A) ROLE OF PARACRINE ENDOTHELIAL-MYOCARDIAL SIGNALING. Endothelial-derived molecules such as NO, ET, PGI2, and ANG II may influence myocardial growth, as they are known to influence vascular smooth muscle growth. NOS and ET are expressed, albeit at negligibly low levels, in quiescent cardiomyocytes as well as constitutively expressed in cardiac endothelial cells of the normal adult heart. ecNOS expression in cardiac endothelium is highest in EE and only scant in MyoCapE (8). Whether endothelial or myocardial in origin, NO and ET may theoretically participate in growth responses in the adult heart.

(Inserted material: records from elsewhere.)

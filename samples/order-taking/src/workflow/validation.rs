//! Validation of untyped order input.
//!
//! Independent fields accumulate their errors; a line's quantity depends on
//! its product code, so that pair short-circuits.

use std::collections::HashSet;

use rust_decimal::Decimal;
use rust_decimal::prelude::ToPrimitive;
use serde::Deserialize;
use typedomain::aggregate::Children;
use typedomain::error::{ValidationError, ValidationErrors, Violation};
use typedomain::opaque::Opaque;
use typedomain::typeclass::Monad;
use typedomain::validate;
use typedomain::validation::Validated;

use super::PlaceOrderError;
use crate::compound_types::{OrderQuantity, ProductCode};
use crate::entities::{Order, OrderLine};
use crate::simple_types::{
    CustomerId, GizmoCode, KilogramQuantity, OrderId, OrderLineId, Price, UnitQuantity, WidgetCode,
};

/// An order line as it arrives from outside.
#[derive(Clone, Debug, PartialEq, Eq, Deserialize)]
pub struct UnvalidatedOrderLine {
    /// Line id.
    pub id: u32,
    /// Product code as typed.
    pub product_code: String,
    /// Quantity, units or kilograms depending on the product.
    pub quantity: Decimal,
    /// Line price.
    pub price: Decimal,
}

/// An order as it arrives from outside.
#[derive(Clone, Debug, PartialEq, Eq, Deserialize)]
pub struct UnvalidatedOrder {
    /// Order id.
    pub order_id: String,
    /// Customer reference.
    pub customer_id: u64,
    /// Order lines.
    pub lines: Vec<UnvalidatedOrderLine>,
}

/// Parses a product code, choosing the family from its first letter.
///
/// # Errors
///
/// A [`ValidationError`] against `field` if the code belongs to no family
/// or does not match its family's format.
pub fn to_product_code(field: &str, raw: &str) -> Result<ProductCode, ValidationError> {
    if raw.starts_with('W') {
        WidgetCode::make_as(field, raw.to_string()).map(ProductCode::Widget)
    } else if raw.starts_with('G') {
        GizmoCode::make_as(field, raw.to_string()).map(ProductCode::Gizmo)
    } else {
        Err(ValidationError::new(
            field,
            Violation::custom(format!("Format not recognized '{raw}'")),
        ))
    }
}

/// Interprets `quantity` in the unit of `product_code`.
///
/// # Errors
///
/// A [`ValidationError`] against `field` if the amount is out of range or,
/// for widgets, not a whole number.
pub fn to_order_quantity(
    field: &str,
    product_code: &ProductCode,
    quantity: Decimal,
) -> Result<OrderQuantity, ValidationError> {
    product_code.fold_ref(
        |_| to_unit_quantity(field, quantity).map(OrderQuantity::Unit),
        |_| KilogramQuantity::make_as(field, quantity).map(OrderQuantity::Kilogram),
    )
}

fn to_unit_quantity(field: &str, quantity: Decimal) -> Result<UnitQuantity, ValidationError> {
    if !quantity.fract().is_zero() {
        return Err(ValidationError::new(
            field,
            Violation::custom("Must be a whole number of units"),
        ));
    }
    match quantity.to_u32() {
        Some(units) => UnitQuantity::make_as(field, units),
        None if quantity.is_sign_negative() => Err(ValidationError::new(
            field,
            Violation::BelowMinimum { min: "1".to_string() },
        )),
        None => Err(ValidationError::new(
            field,
            Violation::AboveMaximum { max: "1000".to_string() },
        )),
    }
}

/// Validates one line; errors name the line by position.
pub fn validate_order_line(index: usize, line: &UnvalidatedOrderLine) -> Validated<OrderLine> {
    let field = |name: &str| format!("lines[{index}].{name}");

    let product_and_quantity = to_product_code(&field("product_code"), &line.product_code)
        .flat_map(|code| {
            to_order_quantity(&field("quantity"), &code, line.quantity).map(|quantity| (code, quantity))
        });

    validate! {
        id = OrderLineId::make_as(&field("id"), line.id),
        product = product_and_quantity,
        price = Price::make_as(&field("price"), line.price),
        => OrderLine {
            id,
            product_code: product.0,
            quantity: product.1,
            price,
        }
    }
}

/// Validates a whole order, reporting every invalid field.
///
/// # Errors
///
/// [`PlaceOrderError::Validation`] carrying one entry per invalid field, in
/// input order, plus one per repeated line id.
pub fn validate_order(input: &UnvalidatedOrder) -> Result<Order, PlaceOrderError> {
    let lines = Validated::sequence(
        input
            .lines
            .iter()
            .enumerate()
            .map(|(index, line)| validate_order_line(index, line)),
    );

    let validated = validate! {
        id = OrderId::make_as("order_id", input.order_id.clone()),
        customer_id = CustomerId::make_as("customer_id", input.customer_id),
        lines = lines.into_result().and_then(unique_line_ids),
        => Order {
            id,
            customer_id,
            lines: Children::from_vec(lines),
        }
    };

    match validated.into_result() {
        Ok(order) => {
            tracing::info!(
                order = Opaque::as_raw(&order.id).as_str(),
                lines = order.lines.len(),
                "order validated"
            );
            Ok(order)
        }
        Err(errors) => {
            tracing::debug!(
                order = input.order_id.as_str(),
                errors = errors.len(),
                fields = ?errors.fields(),
                "order rejected"
            );
            Err(PlaceOrderError::Validation(errors))
        }
    }
}

fn unique_line_ids(lines: Vec<OrderLine>) -> Result<Vec<OrderLine>, ValidationErrors> {
    let mut seen = HashSet::with_capacity(lines.len());
    let duplicates: Vec<ValidationError> = lines
        .iter()
        .enumerate()
        .filter(|(_, line)| !seen.insert(*Opaque::as_raw(&line.id)))
        .map(|(index, line)| {
            ValidationError::new(
                format!("lines[{index}].id"),
                Violation::custom(format!("Duplicate order line id {}", Opaque::as_raw(&line.id))),
            )
        })
        .collect();

    ValidationErrors::from_vec(duplicates).map_or(Ok(lines), Err)
}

Cardiac endothelial dysfunction has for example been invoked to explain maladaptive growth responses during the progression of heart failure.

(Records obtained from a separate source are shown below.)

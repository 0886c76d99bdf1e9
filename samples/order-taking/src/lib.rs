//! An order-taking domain modeled with typedomain.
//!
//! - [`simple_types`]: constrained scalars (codes, quantities, ids, amounts);
//! - [`compound_types`]: product codes, quantities and payment methods as
//!   tagged unions, plus the records built from them;
//! - [`entities`]: contacts, the invoice lifecycle and the order aggregate;
//! - [`workflow`]: order validation and invoice payment;
//! - [`printers`]: shape-based descriptions of lists.

#![forbid(unsafe_code)]

pub mod compound_types;
pub mod entities;
pub mod printers;
pub mod simple_types;
pub mod workflow;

I) NO. Many experimental and clinical observations support an antigrowth effect of NO in the adult heart, which may, at least in part, explain the beneficial effects of angiotensin converting enzyme (ACE) inhibitors on ventricular "remodeling" (68, 216, 220, 238, 247, 332, 345, 363, 367, 368, 524). Their inhibition of bradykinin breakdown with enhanced bradykinin-induced NO release will contribute to their antigrowth, representing another example thereby of cardiac endothelial-myocardial signaling pathways. Bradykinin has a direct growth-stimulating effect on cardiomyocytes in monoculture, but an antigrowth effect which is critically dependent on the presence of endothelial cells in coculture, and in particular on the release of endothelium-derived NO and PGI2 (479, 480). Disruption of the bradykinin B2 receptor in mice leads to inappropriate cardiac hypertrophy with marked chamber dilatation and reparative fibrosis (142), an effect which was prevented by an ANG I receptor antagonist (142). Targeted disruption of the tissue kallikrein gene triggered dilated cardiomyopathy in mice (375), further supporting the view that kinins normally stimulate the release of NO and PGI2 through activation of bradykinin B2 receptors. Blunted basal activation of the NO (and PGI2?) pathway in B2 -/- knock-out mice would leave unbalanced ANG II-induced myocardial growth. The kallikrein kinin system may, therefore, be cardioprotective by counteracting the remodeling processes through its action on cardiac endothelial-myocardial signaling.